All this was changed by the impact of the Great War. The mass of the people became, for the first time, active citizens. Their lives were shaped by orders from above; they were required to serve the state instead of pursuing exclusively their own affairs. Five million men entered the armed forces, many of them (though a minority) under compulsion. The Englishman’s food was limited, and its quality changed, by government order. His freedom of movement was restricted; his conditions of work prescribed. Some industries were reduced or closed, others artificially fostered. The publication of news was fettered. Street lights were dimmed. The sacred freedom of drinking was tampered with: licensed hours were cut down, and the beer watered by order. The very time on the clocks was changed. From 1916 onwards, every Englishman got up an hour earlier in summer than he would otherwise have done, thanks to an act of parliament. The state established a hold over its citizens which, though relaxed in peacetime, was never to be removed and which the second World war was again to increase. The history of the English state and of the English people merged for the first time.

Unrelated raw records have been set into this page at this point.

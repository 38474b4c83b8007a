//! Conversion engine
//!
//! Pure functions for unit, temperature and color conversion, plus result
//! formatting. Nothing here touches I/O or shared state.

pub mod color;
pub mod converter;
pub mod error;
pub mod format;
pub mod units;

pub use color::{
    convert_color, format_color, hex_to_rgb, hsl_to_rgb, parse_color, parse_hsl_string,
    parse_rgb_string, rgb_to_hex, rgb_to_hsl, Color, ColorFormat, Hsl, Rgb,
};
pub use converter::{
    convert, convert_str, convert_temperature, parse_dimension, parse_value, Quantity,
};
pub use error::{ConversionError, ConversionResult};
pub use format::format_number;
pub use units::{Dimension, TemperatureUnit};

Highlighting mine. Of course it would be war that created the bureaucratic mechanisms of modern identity, for, as Randolph Bourne famously wrote, “War is the health of the state. It automatically sets in motion throughout society those irresistible forces for uniformity, for passionate cooperation with the government in coercing into obedience the minority groups and individuals which lack the larger herd sense.”

I’m just making notes for later reflection here, but: The creation of this identity system led to a complex and ever-shifting pattern of relation between the state and modern capitalism. James Burnham, in his landmark book The Managerial Revolution, argued that the comprehensive power of the state would lead to the rise of a managerial class that would take power away from the capitalists. But it hasn’t really worked out that way, has it?

When I come back to these issues — which I will do eventually — I expect to say a little more about Bourne and Burnham, about George Orwell’s reviews of Burnham, and about anarchism. And maybe even about the Church.